KAZIMIR MALEVICH AND REVOLUTIONARY BOOKS
To mark the centenary of the Russian Revolution, Marquand Library displayed two key tracts of revolutionary art theory, fragile relics that survived the upheavals and destruction of the tumultuous period of war and revolution. Well before the October Revolution of 1917, artists of the Russian avant-garde had been developing their own revolutionary innovations in modern art. For Kazimir Malevich (born in Kiev of Polish heritage), the Black Square on the cover of this 1916 treatise became, in his words, “the icon of our era” in his quest for a new form of art beyond Cubism and Futurism. In retrospect, Malevich wrote, “In the year 1913, trying desperately to free art from the dead weight of the real world, I took refuge in the form of the square,” and suggested that the motif originated in a sketch supposedly made for a backdrop for the Futurist opera Victory Over the Sun (1913). But it was not until late 1915 that the Black Square painting featured prominently in the “Last Futurist Exhibition of Paintings: ‘0.10’” in Petrograd. To promote his Suprematist vision of non-objective art, Malevich published this essay in Moscow in 1916 with two geometric illustrations, a Black Circle and a Black Square. Marquand’s copy is considered the third edition, since two shorter versions, without illustrations, had accompanied the first showing of his Black Square painting in the Petrograd exhibition.

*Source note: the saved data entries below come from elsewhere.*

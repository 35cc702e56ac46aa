//! CPU-side asset import for the demo scene.
//!
//! Meshes come from Wavefront OBJ (tobj) or glTF (gltf) files, or from the
//! procedural generators. Images are decoded with the `image` crate. Nothing
//! here touches the GPU; the wgpu backend uploads what this crate produces.

mod import;
mod mesh;
mod primitives;
mod texture;

pub use import::load_mesh;
pub use mesh::MeshData;
pub use primitives::{TerrainParams, cube, fullscreen_quad, terrain};
pub use texture::{CUBE_FACE_NAMES, ImageData, load_cube_faces, load_image};

/// Errors from asset operations.
#[derive(Debug, thiserror::Error)]
pub enum AssetError {
    #[error("IO error: {0}")]
    Io(#[from] std::io::Error),
    #[error("OBJ import error: {0}")]
    Obj(#[from] tobj::LoadError),
    #[error("glTF import error: {0}")]
    Gltf(#[from] gltf::Error),
    #[error("image error: {0}")]
    Image(#[from] image::ImageError),
    #[error("unsupported mesh format: {0}")]
    UnsupportedFormat(String),
    #[error("file contains no triangle mesh: {0}")]
    EmptyMesh(String),
    #[error("invalid mesh {name}: {reason}")]
    InvalidMesh { name: String, reason: String },
    #[error("cube face {face} is {width}x{height}, expected {expected}x{expected}")]
    CubeFaceMismatch {
        face: &'static str,
        width: u32,
        height: u32,
        expected: u32,
    },
}

pub fn crate_info() -> &'static str {
    "phongview-assets v0.1.0"
}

Produced during the years of dire shortages following World War I and the Revolution, this essay is one of Malevich’s key theoretical treatises, as well as a textbook for his students. In 1919, the new Communist-sanctioned Vitebsk People’s Art School, under the leadership of Marc Chagall, sent El Lissitzky to Moscow to invite Malevich to join the faculty. Malevich, already viewed as a rising star, eagerly accepted the opportunity to leave the privations of Moscow for relatively prosperous Vitebsk. The position provided a supportive environment for the publication of his philosophical works and the opportunity to disseminate his ideas among the artists there. Less than two weeks after his arrival at the school, Malevich gave a public lecture, “The Latest Trends in Art (Impressionism, Cubism, and Futurism),” from which On the New Systems in Art was developed. While El Lissitzky produced the cover in a linocut technique, several of his apprentices transcribed Malevich’s essay in block letters on the lithographic stones, with sections reproducing Malevich’s own handwriting, and nine of Malevich’s original lithographic illustrations. The densely packed lettering by various hands—errors and all—emphasizes the expressiveness and immediacy of the text. The epigraph on the outer cover: “Let the overthrow of the Old World of Art be traced on your palms,” preceding both the title and the author’s name, sets the tone of the revolutionary publication. Malevich and his Unovis (Exponents of the New Art) followers succeeded Chagall, who left Vitebsk in June 1920.
Published in an edition of 1,000, on poor quality paper, many of these fragile yet influential pamphlets did not survive long. Most of the remaining copies stored in Vitebsk were destroyed in the devastation of that city by German forces during World War II. These items will be on display in Marquand Library until April 27, 2018.